O objetivo do jornal, segundo Rosalina Santa Cruz, não era apenas ser um jornal para mulheres: “o objetivo era ser uma voz na busca de uma tomada de igualdade perdida. Queríamos usar a inteligência, a informação e o conhecimento em função da igualdade e propomos uma igualdade entre homens e mulheres de qualquer latitude”. Para atingir esses objetivos, o Brasil Mulher “ultrapassou questões econômicas, do concreto, do aparente. Era discutida a subjetividade, como se internaliza o machismo nas mulheres e como isso causa sofrimento e desqualificação”, afirmou Rosalina.

Temas considerados tabu na década de 70 foram introduzidos nas comunidades mais carentes de São Paulo pelo jornal, já que ele era distribuído em clubes de mães da periferia da capital. Com o periódico, discussões sobre temas como aborto, sexualidade, divórcio e direitos das mulheres começaram a ser promovidas.

Contexto histórico

A imprensa tradicional, durante os anos do governo militar no Brasil (1964-1985), ou era alvo constante de censura, ou era conivente com o regime autoritário instalado no país. Diante dessa realidade, um novo tipo de jornalismo surgiu no país: a imprensa alternativa, também chamada de imprensa democrática. Esses jornais eram, em sua maioria, produzidos de maneira artesanal e tinham uma tiragem irregular. A principal forma de comércio desses veículos de comunicação era através de militantes de movimentos populares, afinal, o conteúdo tinha um viés político mais à esquerda e contra o regime militar vivido pelo Brasil. E foi nesse contexto que nasceu o Brasil Mulher, que circulou entre 1975 e 1980.

Mais dois eventos importantes em 1975 culminaram no surgimento do Brasil Mulher: a morte do jornalista Vladimir Herzog (outubro de 1975, mesmo mês em que a primeira edição do jornal feminista foi publicada) e a declaração de 1975 como o Ano Internacional da Mulher pela Organização das Nações Unidas (ONU).

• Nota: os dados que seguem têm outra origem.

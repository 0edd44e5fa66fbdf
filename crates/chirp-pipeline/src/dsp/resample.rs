//! Sample-rate conversion using rubato.
//!
//! All audio is normalized to the fixed analysis rate before the STFT so
//! that every derived image shares the same time/frequency resolution.

use chirp_core::{PipelineError, PipelineResult};
use rubato::{FastFixedIn, PolynomialDegree, Resampler};

/// Resample mono audio from `input_rate` to `output_rate`.
///
/// Returns the input untouched when the rates already match.
pub fn resample(samples: Vec<f32>, input_rate: u32, output_rate: u32) -> PipelineResult<Vec<f32>> {
    if input_rate == output_rate {
        return Ok(samples);
    }
    if samples.is_empty() {
        return Err(PipelineError::CorruptInput(
            "Cannot resample empty audio".to_string(),
        ));
    }

    tracing::debug!(input_rate, output_rate, frames = samples.len(), "Resampling audio");

    // One-shot conversion: the chunk size is the whole clip.
    let input_frames = samples.len();
    let mut resampler = FastFixedIn::<f32>::new(
        output_rate as f64 / input_rate as f64,
        1.0,
        PolynomialDegree::Septic,
        input_frames,
        1,
    )
    .map_err(|e| PipelineError::CorruptInput(format!("Failed to create resampler: {}", e)))?;

    let mut output = resampler
        .process(&[samples], None)
        .map_err(|e| PipelineError::CorruptInput(format!("Resampling failed: {}", e)))?;

    output
        .pop()
        .ok_or_else(|| PipelineError::CorruptInput("Resampler produced no output".to_string()))
}

#[cfg(test)]
mod tests {
    use super::*;

    fn sine(freq: f32, rate: u32, seconds: f32) -> Vec<f32> {
        let count = (rate as f32 * seconds) as usize;
        (0..count)
            .map(|i| (2.0 * std::f32::consts::PI * freq * i as f32 / rate as f32).sin())
            .collect()
    }

    #[test]
    fn matching_rates_pass_through() {
        let input = sine(440.0, 22050, 0.1);
        let output = resample(input.clone(), 22050, 22050).unwrap();
        assert_eq!(input, output);
    }

    #[test]
    fn halves_frame_count_for_half_rate() {
        let input = sine(440.0, 44100, 0.5);
        let frames = input.len();
        let output = resample(input, 44100, 22050).unwrap();

        let expected = frames / 2;
        let tolerance = expected / 100 + 16;
        assert!(
            (output.len() as i64 - expected as i64).unsigned_abs() as usize <= tolerance,
            "expected ~{} frames, got {}",
            expected,
            output.len()
        );
    }

    #[test]
    fn empty_input_is_rejected() {
        let result = resample(Vec::new(), 44100, 22050);
        assert!(matches!(result, Err(PipelineError::CorruptInput(_))));
    }
}
use std::mem::size_of;
use std::ptr::NonNull;

#[cfg(debug_assertions)]
use fixedbitset::FixedBitSet;

use crate::heap::HeapHooks;
use crate::run::{self, Endpoint, SLOT_OVERLAY_SIZE};

const WORD_BITS: usize = usize::BITS as usize;

/// Sizing shared by every cluster of a pool, fixed at construction.
#[derive(Clone, Copy, Debug)]
pub(crate) struct Geometry {
    /// Rounded element size: at least the free-run overlay, word aligned.
    pub elem_size: usize,
    /// Slots per cluster.
    pub slots: usize,
    /// Bytes of the endpoint bitmap at the front of every cluster block,
    /// rounded up to whole words.
    pub bitmap_bytes: usize,
    /// Total bytes per cluster block: bitmap plus slot array.
    pub cluster_bytes: usize,
}

impl Geometry {
    /// # Panics
    ///
    /// Panics on a zero slot count or when the cluster size overflows.
    pub fn new(elem_size: usize, slots: usize) -> Self {
        assert!(slots > 0, "a cluster needs at least one slot");

        // A free slot must be able to hold either run overlay, and slots are
        // addressed at word granularity.
        let elem_size = elem_size
            .max(SLOT_OVERLAY_SIZE)
            .next_multiple_of(size_of::<usize>());
        let bitmap_bytes = slots.div_ceil(WORD_BITS) * size_of::<usize>();
        let cluster_bytes = elem_size
            .checked_mul(slots)
            .and_then(|bytes| bytes.checked_add(bitmap_bytes))
            .expect("cluster size overflows usize");

        Self {
            elem_size,
            slots,
            bitmap_bytes,
            cluster_bytes,
        }
    }
}

/// Pool-side handle to one cluster block.
///
/// The block itself — the run-endpoint bitmap followed by the slot array —
/// is a single allocation from the pool's acquire hook and goes back through
/// the release hook in one piece, so instrumented heaps see every byte that
/// scales with the slot count.
///
/// The bitmap does not track occupancy: a set bit means the slot is the
/// first or last slot of a free run. Live slots and run interiors are clear.
pub(crate) struct Cluster {
    block: NonNull<u8>,
    /// Which slots are currently handed out. Only for catching double frees
    /// that land inside a run, where the endpoint bits cannot tell.
    #[cfg(debug_assertions)]
    pub(crate) live: FixedBitSet,
}

// Safety: Cluster exclusively owns its block.
unsafe impl Send for Cluster {}

impl Cluster {
    /// Acquires a block for a new cluster and clears its bitmap. The caller
    /// seeds the initial all-free run and links it into a bucket.
    pub fn acquire(geom: &Geometry, hooks: &HeapHooks) -> Option<Box<Cluster>> {
        let block = (hooks.acquire)(geom.cluster_bytes)?;
        // Only the bitmap needs clearing; slots start uninitialised.
        // Safety: the block spans cluster_bytes >= bitmap_bytes.
        unsafe { block.as_ptr().write_bytes(0, geom.bitmap_bytes) };
        Some(Box::new(Cluster {
            block,
            #[cfg(debug_assertions)]
            live: FixedBitSet::with_capacity(geom.slots),
        }))
    }

    /// Gives the block back to the hooks.
    ///
    /// # Safety
    ///
    /// `hooks` must be the pair the block was acquired with, and no slot of
    /// this cluster may be referenced afterwards.
    pub unsafe fn release(self: Box<Self>, geom: &Geometry, hooks: &HeapHooks) {
        // Safety: the block came from the paired acquire with the same size.
        unsafe { (hooks.release)(self.block, geom.cluster_bytes) }
    }

    #[must_use]
    pub fn base(&self) -> NonNull<u8> {
        self.block
    }

    /// Address-range membership test over the whole block.
    pub fn contains(&self, geom: &Geometry, addr: NonNull<u8>) -> bool {
        let addr = addr.as_ptr() as usize;
        let base = self.block.as_ptr() as usize;
        addr >= base && addr < base + geom.cluster_bytes
    }

    /// Slot index of an address inside this cluster.
    pub fn index_of(&self, geom: &Geometry, addr: NonNull<u8>) -> usize {
        debug_assert!(self.contains(geom, addr));
        let slots_base = self.block.as_ptr() as usize + geom.bitmap_bytes;
        debug_assert!(
            addr.as_ptr() as usize >= slots_base,
            "pointer {addr:p} points into the cluster bitmap",
        );
        let offset = (addr.as_ptr() as usize).wrapping_sub(slots_base);
        debug_assert!(
            offset.is_multiple_of(geom.elem_size),
            "pointer {addr:p} is not aligned to the element size",
        );
        offset / geom.elem_size
    }

    /// Address of slot `index`.
    pub fn slot(&self, geom: &Geometry, index: usize) -> NonNull<u8> {
        debug_assert!(index < geom.slots);
        // Safety: the offset stays inside the block.
        unsafe {
            NonNull::new_unchecked(
                self.block
                    .as_ptr()
                    .add(geom.bitmap_bytes + index * geom.elem_size),
            )
        }
    }

    fn word_ptr(&self, index: usize) -> *mut usize {
        // Safety: callers bound `index` by the slot count, and the hook
        // contract makes the block word aligned.
        unsafe { self.block.as_ptr().cast::<usize>().add(index / WORD_BITS) }
    }

    pub fn bit(&self, geom: &Geometry, index: usize) -> bool {
        debug_assert!(index < geom.slots);
        // Safety: the word lies in the bitmap area at the block's front.
        unsafe { *self.word_ptr(index) & (1usize << (index % WORD_BITS)) != 0 }
    }

    pub fn set_bit(&mut self, geom: &Geometry, index: usize) {
        debug_assert!(index < geom.slots);
        // Safety: see bit().
        unsafe { *self.word_ptr(index) |= 1usize << (index % WORD_BITS) };
    }

    pub fn clear_bit(&mut self, geom: &Geometry, index: usize) {
        debug_assert!(index < geom.slots);
        // Safety: see bit().
        unsafe { *self.word_ptr(index) &= !(1usize << (index % WORD_BITS)) };
    }

    /// Total set bits across the bitmap.
    pub fn set_bits(&self, geom: &Geometry) -> usize {
        let words = geom.bitmap_bytes / size_of::<usize>();
        (0..words)
            // Safety: every word index lies in the bitmap area.
            .map(|w| unsafe { *self.block.as_ptr().cast::<usize>().add(w) }.count_ones() as usize)
            .sum()
    }

    /// Whether a single free run spans the whole cluster.
    ///
    /// # Safety
    ///
    /// The cluster's bitmap and overlays must be consistent (always true
    /// between public pool operations).
    pub unsafe fn fully_free(&self, geom: &Geometry) -> bool {
        if !self.bit(geom, 0) {
            return false;
        }
        // Safety: bit 0 set makes slot 0 a run endpoint, and slot 0 can only
        // ever be a head.
        match unsafe { run::endpoint(self.slot(geom, 0)) } {
            Endpoint::Head { len } => len == geom.slots,
            Endpoint::Tail { .. } => false,
        }
    }
}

Apesar de hoje ser considerado um marco do feminismo brasileiro, as primeira edições do Brasil Mulher não falavam sobre o movimento. Em entrevista ao Opera Mundi, Amelinha explicou que "feminismo" era um termo pejorativo à época: "muitas mulheres tinham medo de se declararem feministas e serem mal vistas até pelos homens de esquerda, porque havia uma rejeição enorme”. De qualquer maneira, as mulheres que estavam à frente do jornal ultrapassaram barreiras culturais e políticas para levantarem discussões necessárias e que continuam relevantes até hoje.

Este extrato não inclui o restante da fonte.